▸ **What is being asked**:
Only the lines from the top of the data through the line with "lambda_runtime::run(service_fn(move |event: LambdaEvent<Value>|" should be repeated, each exactly as written.

▸ **Collected data**:
┌──

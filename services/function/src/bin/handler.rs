/// エコーLambdaエントリポイント
///
/// 受け取ったイベントとリモートリソースの取得結果を
/// `{statusCode, body}` 形式で返却する。
/// 取得に失敗した場合はエラーを返し、Lambdaランタイムに呼び出しエラーとして扱わせる。
///
/// # 環境変数
/// - REMOTE_URL: 取得先URL（任意、既定はjsonplaceholderのtodos）
/// - RUST_LOG: ログレベル（任意、既定はinfo）
use echo_function::application::EchoHandler;
use echo_function::domain::FunctionResponse;
use echo_function::infrastructure::{FunctionConfig, HttpRemoteFetcher, RemoteFetcher, init_logging};
use lambda_runtime::{Error, LambdaEvent, service_fn};
use serde_json::Value;
use tracing::{error, info};

#[tokio::main]
async fn main() -> Result<(), Error> {
    // 構造化ログを初期化
    init_logging();

    // 設定を読み込み、HTTPクライアントはコールドスタート時に一度だけ作成
    let config = FunctionConfig::from_env().inspect_err(|err| {
        error!(error = %err, "関数設定の読み込みに失敗");
    })?;
    let handler = EchoHandler::new(HttpRemoteFetcher::new(&config));

    info!(remote_url = %config.remote_url(), "エコーLambda関数を初期化");

    // Lambda関数を実行
    let shared = &handler;
    lambda_runtime::run(service_fn(move |event: LambdaEvent<Value>| async move {
        function_handler(shared, event).await
    }))
    .await
}

/// Lambda関数のメインハンドラー
///
/// # 処理フロー
/// 1. ペイロードをそのままEchoHandlerへ渡す
/// 2. 成功時はステータス200のレスポンスを返却
/// 3. 失敗時はエラーを返却（200には変換しない）
async fn function_handler<F>(
    handler: &EchoHandler<F>,
    event: LambdaEvent<Value>,
) -> Result<FunctionResponse, Error>
where
    F: RemoteFetcher,
{
    let (payload, context) = event.into_parts();

    info!(request_id = %context.request_id, "呼び出しを受信");

    handler.handle(payload).await.map_err(|err| {
        error!(request_id = %context.request_id, error = %err, "呼び出しに失敗");
        err.into()
    })
}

└──

▸ **Solution for this task**:
filename services/function/src/bin/handler.rs
/// エコーLambdaエントリポイント
///
/// 受け取ったイベントとリモートリソースの取得結果を
/// `{statusCode, body}` 形式で返却する。
/// 取得に失敗した場合はエラーを返し、Lambdaランタイムに呼び出しエラーとして扱わせる。
///
/// # 環境変数
/// - REMOTE_URL: 取得先URL（任意、既定はjsonplaceholderのtodos）
/// - RUST_LOG: ログレベル（任意、既定はinfo）
use echo_function::application::EchoHandler;
use echo_function::domain::FunctionResponse;
use echo_function::infrastructure::{FunctionConfig, HttpRemoteFetcher, RemoteFetcher, init_logging};
use lambda_runtime::{Error, LambdaEvent, service_fn};
use serde_json::Value;
use tracing::{error, info};

#[tokio::main]
async fn main() -> Result<(), Error> {
    // 構造化ログを初期化
    init_logging();

    // 設定を読み込み、HTTPクライアントはコールドスタート時に一度だけ作成
    let config = FunctionConfig::from_env().inspect_err(|err| {
        error!(error = %err, "関数設定の読み込みに失敗");
    })?;
    let handler = EchoHandler::new(HttpRemoteFetcher::new(&config));

    info!(remote_url = %config.remote_url(), "エコーLambda関数を初期化");

    // Lambda関数を実行
    let shared = &handler;
    lambda_runtime::run(service_fn(move |event: LambdaEvent<Value>| async move {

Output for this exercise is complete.